Deel II bevat de ‘fictie’(romans en toneelstuk) met de filmboekjes en de correctie op de aesthetische inzichten. Het enige niet eerder in boekvorm gepubliceerde stuk in dit deel is het interview met de wapenfabrikant Paul Koster, dat geschreven werd voor Het Vaderland en dat aansluit bij De Pantserkrant.
De eerder in boekvorm verschenen essays uit de periode 1931-'39, die Ter Braaks centrale problematiek betreffen (nihilisme-christendom-intellectuelenhiërarchie-democratie-nieuwe elite), zijn bijeengebracht in deel III.
Deel IV is evenals deel II uit twee ongelijksoortige gedeelten samengesteld. Het eerste gedeelte besluit het door Ter Braak in boekvorm gepubliceerde werk met de meer litterair getinte opstellen uit de jaren 1933-'40 nl. een bundel essays In Gesprek met de Vorigen en de monographieën over Multatuli en Vestdijk.
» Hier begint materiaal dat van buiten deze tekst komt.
//! Property-based tests for completion on arbitrary input.
//!
//! Texts are generated from a C++-flavoured fragment alphabet so that most of
//! them get past the lexer and exercise the recovering parser: unbalanced
//! braces, dangling operators, half-written namespaces and stray comments.
//! Plain arbitrary strings cover the lexer itself.
#![cfg(feature = "proptest")]

use proptest::prelude::*;
use semcc::ide::{CompletionOptions, CompletionQuery, complete};
use semcc::{CompletionError, DataModel, LineIndex, SourcePosition, TextSize};

// ============================================================================
// PROPTEST STRATEGIES
// ============================================================================

/// Fragments that commonly appear around a completion point.
fn arb_fragment() -> impl Strategy<Value = &'static str> {
    prop::sample::select(vec![
        "namespace ", "inline ", "using ", "class ", "struct ", "enum ", "typedef ",
        "int ", "long ", "unsigned ", "double ", "bool ", "void ", "auto ", "template ",
        "return ", "if ", "for ", "while ", "sizeof ",
        "a", "b", "ns", "Cls", "x", "1", "2.5f", "'c'", "\"s\"", "\"open",
        "{", "}", "(", ")", "[", "]", "<", ">", ";", ",", ":", "::", "?",
        "=", "+=", "<<=", "+", "-", "*", "&", "&&", "||", "|", "<<", ">>", "==",
        "!", "~", ".", "->", " ", "\n", "// c\n", "/* c */", "/*", "#x\n",
    ])
}

fn arb_source() -> impl Strategy<Value = String> {
    prop::collection::vec(arb_fragment(), 0..40).prop_map(|parts| parts.concat())
}

fn arb_data_model() -> impl Strategy<Value = DataModel> {
    prop_oneof![
        Just(DataModel::Lp64),
        Just(DataModel::Llp64),
        Just(DataModel::Ilp32),
    ]
}

fn options(model: DataModel) -> CompletionOptions {
    CompletionOptions::default().with_data_model(model)
}

// ============================================================================
// PROPERTIES
// ============================================================================

proptest! {
    #![proptest_config(ProptestConfig::with_cases(256))]

    /// Any offset into any fragment soup yields a result or a no-context error.
    #[test]
    fn completion_never_panics(text in arb_source(), offset in 0usize..600, model in arb_data_model()) {
        let _ = complete(&CompletionQuery::new(text, offset), &options(model));
    }

    /// Arbitrary unicode, including offsets inside multi-byte characters.
    #[test]
    fn completion_never_panics_on_arbitrary_text(text in "\\PC{0,80}", offset in 0usize..400) {
        let _ = complete(&CompletionQuery::new(text, offset), &CompletionOptions::default());
    }

    /// Reported positions agree with the line index of the clamped offset.
    #[test]
    fn position_matches_clamped_offset(text in arb_source(), offset in 0usize..600) {
        let clamped = offset.min(text.len());
        let expected = LineIndex::new(&text).position(TextSize::from(clamped as u32));
        prop_assert_eq!(expected, SourcePosition::of_offset(&text, offset));

        let position = match complete(&CompletionQuery::new(text, offset), &CompletionOptions::default()) {
            Ok(result) => result.position,
            Err(error) => error.position(),
        };
        prop_assert_eq!(position, expected);
    }

    /// Completion is a pure function of its inputs.
    #[test]
    fn completion_is_deterministic(text in arb_source(), offset in 0usize..600, model in arb_data_model()) {
        let query = CompletionQuery::new(text, offset);
        let first = complete(&query, &options(model));
        let second = complete(&query, &options(model));
        prop_assert_eq!(first, second);
    }

    /// Qualified results never contain duplicates and unqualified results
    /// never name the global scope.
    #[test]
    fn visited_names_are_distinct_and_non_empty(text in arb_source(), offset in 0usize..600) {
        if let Ok(result) = complete(&CompletionQuery::new(text, offset), &CompletionOptions::default()) {
            let mut names = result.sorted_namespaces();
            let total = names.len();
            names.dedup();
            prop_assert_eq!(names.len(), total);
            prop_assert!(names.iter().all(|name| !name.is_empty()));
        }
    }

    /// Text past the cursor does not change what a cursor inside a comment
    /// reports.
    #[test]
    fn comment_cursor_ignores_trailing_text(prefix in arb_source(), suffix in arb_source()) {
        let text = format!("{prefix}\n// note {suffix}");
        let offset = prefix.len() + "\n// no".len();
        let error = complete(&CompletionQuery::new(text, offset), &CompletionOptions::default());
        prop_assert!(
            matches!(error, Err(CompletionError::NoContext { .. })),
            "expected no context, got {:?}",
            error
        );
    }
}
//! Citation mode selection.
//!
//! `natbib` leaves citations to BibTeX (needed for `.tex` output that is
//! typeset later), `citeproc` renders them inside pandoc (needed when pandoc
//! produces the PDF itself). The mode goes last on the command line so it
//! runs after every content-generating filter.

use super::OutputKind;
use crate::options::{OptionSet, OptionValue};

pub const NATBIB: &str = "natbib";
pub const CITEPROC: &str = "citeproc";

/// Replace whichever citation option is present with the mode for `kind`.
///
/// Options without a citation mode are left untouched.
pub fn rewrite_citation(options: &mut OptionSet, kind: OutputKind) {
    let enabled = |value: Option<OptionValue>| value.is_some_and(|v| v != OptionValue::Flag(false));

    let natbib = enabled(options.remove(NATBIB));
    let citeproc = enabled(options.remove(CITEPROC));

    if natbib || citeproc {
        options.push_back(kind.citation_mode(), OptionValue::Flag(true));
    }
}

#[cfg(test)]
mod tests {
    use super::*;

    fn with(key: &str) -> OptionSet {
        let mut options = OptionSet::baseline();
        options.insert(key, OptionValue::Flag(true));
        options.insert("filter", OptionValue::List(vec!["a.py".into()]));
        options
    }

    #[test]
    fn test_mode_follows_kind() {
        let mut options = with(CITEPROC);
        rewrite_citation(&mut options, OutputKind::Tex);
        assert!(!options.contains_key(CITEPROC));
        assert_eq!(options.keys().last(), Some(NATBIB));

        rewrite_citation(&mut options, OutputKind::Pdf);
        assert!(!options.contains_key(NATBIB));
        assert_eq!(options.keys().last(), Some(CITEPROC));
    }

    #[test]
    fn test_idempotent_per_kind() {
        for kind in [OutputKind::Tex, OutputKind::Pdf] {
            let mut once = with(NATBIB);
            rewrite_citation(&mut once, kind);
            let mut twice = once.clone();
            rewrite_citation(&mut twice, kind);

            assert_eq!(once, twice);
            let modes = twice.keys().filter(|k| *k == NATBIB || *k == CITEPROC).count();
            assert_eq!(modes, 1);
        }
    }

    #[test]
    fn test_moved_after_filters() {
        let mut options = OptionSet::baseline();
        options.insert(CITEPROC, OptionValue::Flag(true));
        options.insert("filter", OptionValue::List(vec!["a.py".into()]));

        rewrite_citation(&mut options, OutputKind::Pdf);
        let keys: Vec<_> = options.keys().collect();
        assert_eq!(keys[keys.len() - 2..], ["filter", CITEPROC]);
    }

    #[test]
    fn test_no_citation_untouched() {
        let mut options = OptionSet::baseline();
        rewrite_citation(&mut options, OutputKind::Pdf);
        assert_eq!(options, OptionSet::baseline());
    }

    #[test]
    fn test_disabled_mode_dropped() {
        let mut options = OptionSet::baseline();
        options.insert(NATBIB, OptionValue::Flag(false));
        rewrite_citation(&mut options, OutputKind::Tex);
        assert_eq!(options, OptionSet::baseline());
    }
}
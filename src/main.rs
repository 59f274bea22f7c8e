//! pandocmk - a minimalistic make for pandoc.

mod build;
mod cli;
mod config;
mod logger;
mod metadata;
mod options;
mod resolve;
mod style;
mod utils;
mod view;
mod watch;

use anyhow::{Result, bail};
use build::{BuildRequest, Builder};
use cli::Cli;
use config::{Settings, normalize_path};
use options::codec;
use std::path::{Path, PathBuf};
use style::StyleStore;

/// Extension of the documents pandocmk builds
const DOCUMENT_EXT: &str = "md";

fn main() -> Result<()> {
    let cli = Cli::parse_args();
    logger::set_verbose(cli.verbose);

    let document = check_document(&cli.file)?;
    let settings = Settings::load(&cli)?;
    if let Some(path) = &settings.config_path {
        debug!("pandocmk"; "using config `{}`", path.display());
    }
    let store = StyleStore::load(&settings.styles)?;

    if cli.draft {
        log!("warn"; "--draft is not implemented; ignored");
    }

    let overrides = codec::decode(&cli.pandoc_args);
    let request = BuildRequest::from_cli(&cli, document, overrides);
    let builder = Builder::new(&settings, store);

    if cli.watch {
        watch::watch(&builder, &request, settings.watch.debounce())
    } else {
        builder.build(&request)?;
        Ok(())
    }
}

/// The document must be an existing markdown file.
fn check_document(path: &Path) -> Result<PathBuf> {
    if !path.is_file() {
        bail!("File not found: {}", path.display());
    }
    if path.extension().and_then(|ext| ext.to_str()) != Some(DOCUMENT_EXT) {
        bail!("Not a markdown (.{DOCUMENT_EXT}) file: {}", path.display());
    }
    Ok(normalize_path(path))
}
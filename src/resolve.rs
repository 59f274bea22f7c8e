//! Option resolution.
//!
//! Builds the final [`OptionSet`] for one build from four layers, later
//! layers overriding earlier ones key by key:
//!
//! ```text
//! baseline  →  style `pandoc:` block  →  header `pandoc:` block  →  CLI
//! ```
//!
//! When the document's style resolves, the whole style is also written to
//! `<stem>.yaml` beside the document and passed to pandoc as `metadata-file`.

use crate::{
    config::{Settings, normalize_path},
    debug, log,
    metadata::{DEFAULT_STYLE, MetadataError, read_header, write_metadata_file},
    options::{OptionSet, OptionValue},
    style::{StyleEntry, StyleStore},
};
use serde_yaml::Value;
use std::path::{Path, PathBuf};
use thiserror::Error;

/// Option key carrying the materialized metadata file
pub const METADATA_FILE_KEY: &str = "metadata-file";

/// Option key carrying the bibliography
pub const BIBLIOGRAPHY_KEY: &str = "bibliography";

/// Extension probed for a bibliography given without one
const BIBLIOGRAPHY_EXT: &str = "bib";

/// Option keys naming bundled resources, and the folder each is probed in.
const RESOURCE_KEYS: &[(&str, &str)] = &[
    ("template", "templates"),
    ("filter", "filters"),
    ("lua-filter", "filters"),
];

#[derive(Debug, Error)]
pub enum ResolveError {
    #[error("style `{0}` not found in the style registry")]
    StyleNotFound(String),

    #[error("bibliography file `{0}` not found")]
    BibliographyNotFound(PathBuf),

    #[error(transparent)]
    Metadata(#[from] MetadataError),
}

/// Result of resolving one document.
#[derive(Debug, Clone)]
pub struct Resolved {
    pub options: OptionSet,
    /// Style declared by the document
    pub style: String,
    /// Materialized metadata file, when the style resolved
    pub metadata_file: Option<PathBuf>,
}

/// Resolves documents against a style registry.
#[derive(Debug, Clone, Copy)]
pub struct Resolver<'a> {
    store: &'a StyleStore,
    resources: &'a Path,
    strict: bool,
}

impl<'a> Resolver<'a> {
    pub fn new(store: &'a StyleStore, settings: &'a Settings) -> Self {
        Self {
            store,
            resources: &settings.styles.resources,
            strict: settings.styles.strict,
        }
    }

    /// Resolve the options for `document`, re-reading its header.
    ///
    /// `overrides` are the decoded CLI arguments.
    pub fn resolve(&self, document: &Path, overrides: &OptionSet) -> Result<Resolved, ResolveError> {
        let meta = read_header(document)?;
        let mut options = OptionSet::baseline();
        let mut metadata_file = None;

        match self.store.get(&meta.style) {
            Some(entry) => {
                debug!("style"; "using style `{}`", meta.style);
                options.merge(self.style_options(entry));

                let path = write_metadata_file(document, &Value::Mapping(entry.fragment().clone()))?;
                options.insert(
                    METADATA_FILE_KEY,
                    OptionValue::scalar(path.to_string_lossy()),
                );
                metadata_file = Some(path);
            }
            // The implicit style is optional in any registry
            None if meta.style == DEFAULT_STYLE => {
                debug!("style"; "no `{DEFAULT_STYLE}` style in registry");
            }
            None if self.strict => return Err(ResolveError::StyleNotFound(meta.style)),
            None => {
                let available: Vec<_> = self.store.names().collect();
                log!(
                    "warn";
                    "style `{}` not found (available: {}); using default options",
                    meta.style,
                    available.join(", ")
                );
            }
        }

        options.merge(OptionSet::from_yaml(&meta.pandoc));
        options.merge(overrides.clone());

        let base = document.parent().unwrap_or(Path::new("."));
        fix_bibliography(&mut options, base)?;

        Ok(Resolved {
            options,
            style: meta.style,
            metadata_file,
        })
    }

    /// Engine options of a style, with resource names resolved to paths.
    fn style_options(&self, entry: &StyleEntry) -> OptionSet {
        let Some(engine) = entry.engine_options() else {
            return OptionSet::new();
        };

        let mut options = OptionSet::from_yaml(engine);
        for &(key, folder) in RESOURCE_KEYS {
            let dir = self.resources.join(folder);
            match options.get_mut(key) {
                Some(OptionValue::Scalar(name)) => *name = probe(&dir, name),
                Some(OptionValue::List(names)) => {
                    for name in names.iter_mut() {
                        *name = probe(&dir, name);
                    }
                }
                _ => {}
            }
        }
        options
    }
}

/// Resolve a bare resource name inside `dir`, or pass it through unchanged.
fn probe(dir: &Path, name: &str) -> String {
    let candidate = dir.join(name);
    if candidate.is_file() {
        normalize_path(&candidate).to_string_lossy().into_owned()
    } else {
        debug!("style"; "`{name}` not in `{}`; passed to pandoc as is", dir.display());
        name.to_owned()
    }
}

/// Rewrite `bibliography` entries to absolute, extension-less, `/`-separated
/// paths, failing if a referenced file does not exist.
fn fix_bibliography(options: &mut OptionSet, base: &Path) -> Result<(), ResolveError> {
    match options.get_mut(BIBLIOGRAPHY_KEY) {
        Some(OptionValue::Scalar(value)) => *value = normalize_bibliography(value, base)?,
        Some(OptionValue::List(values)) => {
            for value in values.iter_mut() {
                *value = normalize_bibliography(value, base)?;
            }
        }
        _ => {}
    }
    Ok(())
}

fn normalize_bibliography(raw: &str, base: &Path) -> Result<String, ResolveError> {
    let path = base.join(raw);
    let path = if path.extension().is_some() {
        path
    } else {
        path.with_extension(BIBLIOGRAPHY_EXT)
    };

    if !path.is_file() {
        return Err(ResolveError::BibliographyNotFound(path));
    }

    let stripped = normalize_path(&path).with_extension("");
    Ok(stripped.to_string_lossy().replace('\\', "/"))
}

// ============================================================================
// Tests
// ============================================================================
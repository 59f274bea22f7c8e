//! Pandoc invocation with failure classification and retry.
//!
//! Pandoc reports every failure as text. [`classify`] is the only place that
//! looks at that text; everything downstream works on [`EngineOutcome`].

use super::{BuildError, OutputKind, citation::rewrite_citation, retry::RetryPolicy};
use crate::{
    config::PandocConfig,
    debug, log,
    options::{OptionSet, OptionValue, codec},
    utils::exec::{EMPTY_FILTER, command_line, exec},
};
use anyhow::{Result, bail};
use std::{
    path::{Path, PathBuf},
    thread,
    time::Instant,
};

/// Failure signatures that indicate a broken installation, not a transient
/// condition: a missing executable (pandoc or a filter), a filter built
/// against another pandoc API, or an option pandoc does not know.
const FATAL_SIGNATURES: &[&str] = &[
    "Could not find executable",
    "invalid api version",
    "Unknown option",
];

/// Result of one engine invocation.
#[derive(Debug, Clone, PartialEq, Eq)]
pub enum EngineOutcome {
    Success(PathBuf),
    Retryable(String),
    Fatal(String),
}

/// Map engine failure text to an outcome.
pub fn classify(message: &str) -> EngineOutcome {
    if FATAL_SIGNATURES.iter().any(|sig| message.contains(sig)) {
        EngineOutcome::Fatal(message.to_owned())
    } else {
        EngineOutcome::Retryable(message.to_owned())
    }
}

impl EngineOutcome {
    fn from_result(result: Result<()>, output: PathBuf) -> Self {
        match result {
            Ok(()) => Self::Success(output),
            Err(err) => classify(&format!("{err:#}")),
        }
    }
}

/// The conversion engine, as seen by the orchestrator.
pub trait Engine {
    /// Run the engine with complete arguments; errors carry its diagnostics.
    fn invoke(&self, args: &[String]) -> Result<()>;

    /// Command line shown in verbose mode.
    fn describe(&self, args: &[String]) -> String;
}

impl<E: Engine + ?Sized> Engine for &E {
    fn invoke(&self, args: &[String]) -> Result<()> {
        (**self).invoke(args)
    }

    fn describe(&self, args: &[String]) -> String {
        (**self).describe(args)
    }
}

/// The real `pandoc` executable.
#[derive(Debug, Clone)]
pub struct Pandoc {
    command: Vec<String>,
}

impl Pandoc {
    pub fn new(config: &PandocConfig) -> Self {
        Self {
            command: config.command.clone(),
        }
    }
}

impl Engine for Pandoc {
    fn invoke(&self, args: &[String]) -> Result<()> {
        let Some(program) = self.command.first() else {
            bail!("Empty pandoc command");
        };
        if which::which(program).is_err() {
            bail!("Could not find executable `{program}`");
        }
        exec(None, &self.command, args, &EMPTY_FILTER)?;
        Ok(())
    }

    fn describe(&self, args: &[String]) -> String {
        command_line(&self.command, args)
    }
}

/// Output path for `kind`: the explicit `output` re-suffixed, or the
/// document's own stem.
pub fn output_path(options: &OptionSet, document: &Path, kind: OutputKind) -> PathBuf {
    options
        .output()
        .unwrap_or(document)
        .with_extension(kind.extension())
}

/// Produce `kind` from `document`.
///
/// Returns `Ok(None)` when the engine failed and the failure was logged
/// (immediately without `retry`, after the budget is spent with it), and
/// `Err` for failures no retry can fix.
pub fn run_engine(
    engine: &dyn Engine,
    options: &mut OptionSet,
    document: &Path,
    kind: OutputKind,
    retry: Option<&RetryPolicy>,
) -> Result<Option<PathBuf>, BuildError> {
    let output = output_path(options, document, kind);
    options.insert("output", OptionValue::scalar(output.to_string_lossy()));
    rewrite_citation(options, kind);

    let mut args = codec::encode(options);
    args.push(document.to_string_lossy().into_owned());
    debug!("pandoc"; "{}", engine.describe(&args));

    let started = Instant::now();
    let mut backoff = retry.map(RetryPolicy::backoff);
    let mut attempt = 0u32;

    loop {
        attempt += 1;
        let cause = match EngineOutcome::from_result(engine.invoke(&args), output.clone()) {
            EngineOutcome::Success(path) => return Ok(Some(path)),
            EngineOutcome::Fatal(cause) => return Err(BuildError::Fatal { kind, cause }),
            EngineOutcome::Retryable(cause) => cause,
        };

        let (Some(policy), Some(backoff)) = (retry, backoff.as_mut()) else {
            log!("error"; "{kind} build failed\n{cause}");
            return Ok(None);
        };

        let elapsed = started.elapsed();
        if policy.exhausted(attempt, elapsed) {
            log!("error"; "{kind} build failed after {attempt} attempts\n{cause}");
            return Ok(None);
        }

        let wait = policy.clamp_wait(backoff.next().unwrap_or(policy.max_wait), elapsed);
        log!("retry"; "attempt {attempt} failed, retrying in {wait:.2?}");
        debug!("retry"; "{cause}");
        thread::sleep(wait);
    }
}

// ============================================================================
// Tests
// ============================================================================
Van p. 265 van deel IV tot en met deel VII vindt men onze keuze uit de niet door de schrijver in boekvorm gepubliceerde opstellen. Wij verdeelden deze in ‘Verspreide Artikelen’, ‘Critisch Journaal’, ‘Beschouwingen van de Toneelcriticus’ en ‘Nagelaten Werk’, afdelingen die in het tweede gedeelte van deel IV zijn geplaatst, en ‘Kronieken’, d.w.z. de Zondagsartikelen uit Het Vaderland, die de delen V (1933-'35), VI (1935-'38) en VII (1938-'40) vullen.
Onder ‘Verspreide Artikelen’ brachten wij langere of gedegener beschouwingen, zowel uit Het Vaderland als uit andere bronnen bijeen, vaak in karakter niet of weinig verschil-
lend van de Zondagsartikelen. De meeste ‘Kronieken’ uit het maandblad Groot-Nederland zijn hier tevens ondergebracht.
In de rubriek ‘Critisch Journaal’ verenigden wij de kortere, vluchtige stukken, die gekenmerkt worden door een satirische inslag of door de causerende toon van reisbeschrijving of reportage, en die eveneens afkomstig zijn uit verschillende bronnen. Om het actuele karakter van dit journaal te accentueren, plaatsten wij de data telkens in de tekst aan het hoofd van ieder stuk in plaats van in de Inhoud, zoals wij met de ‘Verspreide Artikelen’ en de ‘Kronieken’ deden.
Onder het hoofd ‘Beschouwingen van de Toneelcriticus’ brachten wij de stukken die op het toneel betrekking hebben, en waarvan het merendeel ontleend is aan de toneelrecensies die Ter Braak beroepshalve voor Het Vaderland schreef.
Enige fragmenten en het Journaal 1939 vormen het ‘Nagelaten Werk’. Voltooide artikelen daarentegen, die de schrijver niet publiceerde, vindt men gerangschikt naar de datum, onder ‘Verspreide Artikelen’ (‘Open Brief van een Leek aan een Theoloog’ en ‘De Pruisische Revolutie’) en in het ‘Critisch Journaal’ (‘Het Dankbare Nageslacht’, ‘Demonstratie’ en ‘Helmut Salden’).